Interessante è poi esaminare da vicino l’atteggiamento degli dèi nell’epopea, corrispondente alla visione che Sri Aurobindo aveva di essi sul piano dell’Overmind. In Ilion, gli dèi si trovano in contrasto fra loro, giacché ogni divinità cerca di far prevalere il proprio punto di vista, la propria visione. Peraltro, una delle più profonde intenzioni artistiche di Sri Aurobindo consiste qui nel mostrare, attraverso suggestioni e allusioni, come gli umani ideali non siano autonomi, ma ispirati dagli stessi dèi. Poseidon ci sospinge dal di dentro, Ares arde in noi, Afrodite cattura i nostri cuori, Apollo accende improvvise luci al nostro interno. I piani di coscienza sovrafisici si intrecciano con quello terrestre, il livello subliminale si tiene dietro di noi ed è esistente in modo autonomo, avvengono invasioni dai mondi occulti e dai reami spirituali dell’essere.

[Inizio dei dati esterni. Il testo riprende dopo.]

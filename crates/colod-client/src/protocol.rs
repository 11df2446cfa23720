//! Decodes one `exec-colod` request line into an [`OrchestratorHandle`] call and
//! encodes its result back into a hypervisor-shaped reply (`{"return": ...}` or
//! `{"error": {...}}`), mirroring the wire conventions `colod-hv::wire` already uses for
//! the hypervisor's own protocol so a management client and a hypervisor client can
//! share one mental model.
use colod_core::{CommandSlot, Error as HandleError, OrchestratorHandle};
use colod_hv::HvCommand;
use colod_types::ColodError;
use serde_json::{json, Value};

/// Handles one decoded request line, returning the line to write back to the client.
pub async fn handle_request(handle: &impl OrchestratorHandle, line: &str) -> Value {
    let request: Value = match serde_json::from_str(line) {
        Ok(value) => value,
        Err(err) => return error_reply(format!("invalid JSON: {err}")),
    };

    let result = dispatch(handle, &request).await;
    match result {
        Ok(value) => json!({ "return": value }),
        Err(err) => error_reply(err.to_string()),
    }
}

fn error_reply(desc: String) -> Value {
    json!({ "error": { "class": "GenericError", "desc": desc } })
}

async fn dispatch(handle: &impl OrchestratorHandle, request: &Value) -> Result<Value, HandleError> {
    let Some(command) = request.get("exec-colod").and_then(Value::as_str) else {
        return passthrough(handle, request).await;
    };

    match command {
        "query-status" => Ok(serde_json::to_value(handle.query_status().await?).unwrap_or(Value::Null)),
        "query-store" => handle.query_store().await,
        "set-store" => {
            let store = request.get("store").cloned().unwrap_or(Value::Null);
            handle.set_store(store).await?;
            Ok(Value::Object(Default::default()))
        }
        "quit" => {
            handle.quit().await?;
            Ok(Value::Object(Default::default()))
        }
        "autoquit" => {
            handle.autoquit().await?;
            Ok(Value::Object(Default::default()))
        }
        "start-migration" => {
            handle.start_migration().await?;
            Ok(Value::Object(Default::default()))
        }
        "set-migration-start" => set_commands(handle, request, CommandSlot::MigrationStart).await,
        "set-migration-switchover" => set_commands(handle, request, CommandSlot::MigrationSwitchover).await,
        "set-primary-failover" => set_commands(handle, request, CommandSlot::PrimaryFailover).await,
        "set-secondary-failover" => set_commands(handle, request, CommandSlot::SecondaryFailover).await,
        "set-yank" => {
            let instances = command_array(request, "instances");
            handle.set_yank(instances).await?;
            Ok(Value::Object(Default::default()))
        }
        "yank" => {
            handle.yank().await?;
            Ok(Value::Object(Default::default()))
        }
        "stop" => handle.stop().await,
        "cont" => handle.cont().await,
        "set-peer" => {
            let peer = request.get("peer").and_then(Value::as_str).unwrap_or_default();
            handle.set_peer(peer.to_owned()).await?;
            Ok(Value::Object(Default::default()))
        }
        "query-peer" => Ok(Value::String(handle.query_peer().await?)),
        "clear-peer" => {
            handle.clear_peer().await?;
            Ok(Value::Object(Default::default()))
        }
        // Any `exec-colod` value we don't recognise is still routed as a passthrough,
        // exactly like a request with no `exec-colod` field at all.
        _ => passthrough(handle, request).await,
    }
}

fn command_array(request: &Value, field: &str) -> Vec<Value> {
    request
        .get(field)
        .and_then(Value::as_array)
        .cloned()
        .unwrap_or_default()
}

async fn set_commands(handle: &impl OrchestratorHandle, request: &Value, slot: CommandSlot) -> Result<Value, HandleError> {
    handle.set_commands(slot, command_array(request, "commands")).await?;
    Ok(Value::Object(Default::default()))
}

async fn passthrough(handle: &impl OrchestratorHandle, request: &Value) -> Result<Value, HandleError> {
    let Some(execute) = request.get("execute").and_then(Value::as_str) else {
        return Err(HandleError::Command(ColodError::Protocol(
            "request is neither a recognised exec-colod command nor a hypervisor command".into(),
        )));
    };

    let command = match request.get("arguments").cloned() {
        Some(arguments) => HvCommand::with_arguments(execute, arguments),
        None => HvCommand::new(execute),
    };

    handle.passthrough(command).await
}
use std::path::PathBuf;

use colod_core::OrchestratorConfig;

mod group;
mod logger;

pub use group::GroupConfig;
pub use logger::LoggerConfig;

use crate::cli::arguments::Run;

/// Everything `colod run` needs, assembled from CLI flags plus the one file-backed
/// setting ([`GroupConfig`]) that has no CLI equivalent.
pub struct NodeConfig {
    pub orchestrator: OrchestratorConfig,
    pub group: GroupConfig,
    pub logger: LoggerConfig,
    pub daemonize: bool,
    pub syslog: bool,
    pub trace: bool,
    pub base_directory: PathBuf,
    pub qmp_path: PathBuf,
    pub qmp_yank_path: Option<PathBuf>,
    pub monitor_interface: Option<String>,
}

impl NodeConfig {
    pub fn from_args(args: Run) -> eyre::Result<Self> {
        let group = GroupConfig::from_path(&args.base_directory.join("group.toml"))?;

        let mut orchestrator = OrchestratorConfig {
            instance_name: args.instance_name,
            node_name: args.node_name,
            primary: args.primary,
            ..OrchestratorConfig::default()
        };
        if let Some(timeout_low) = args.timeout_low {
            orchestrator.timeout_low_ms = timeout_low;
        }
        if let Some(timeout_high) = args.timeout_high {
            orchestrator.timeout_high_ms = timeout_high;
        }
        if let Some(watchdog_interval) = args.watchdog_interval {
            orchestrator.watchdog_interval_ms = watchdog_interval;
        }

        Ok(Self {
            orchestrator,
            group,
            logger: LoggerConfig {
                level: if args.trace { tracing::Level::TRACE } else { tracing::Level::INFO },
            },
            daemonize: args.daemonize,
            syslog: args.syslog,
            trace: args.trace,
            base_directory: args.base_directory,
            qmp_path: args.qmp_path,
            qmp_yank_path: args.qmp_yank_path,
            monitor_interface: args.monitor_interface,
        })
    }
}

Il celebre critico letterario (nonché poeta) britannico Herbert Edward Read (1893 - 1968) è stato un lettore entusiasta di questo poema epico e, senza mezzi termini, ha dichiarato che «Ilion di Sri Aurobindo è un’opera pregevole sotto ogni punto di vista e mi colma di stupore che qualcuno che non ha origini britanniche abbia posseduto una padronanza così straordinaria non solo del nostro idioma in quanto tale, ma della sua sapiente elaborazione in una dizione poetica di livello tanto elevato.»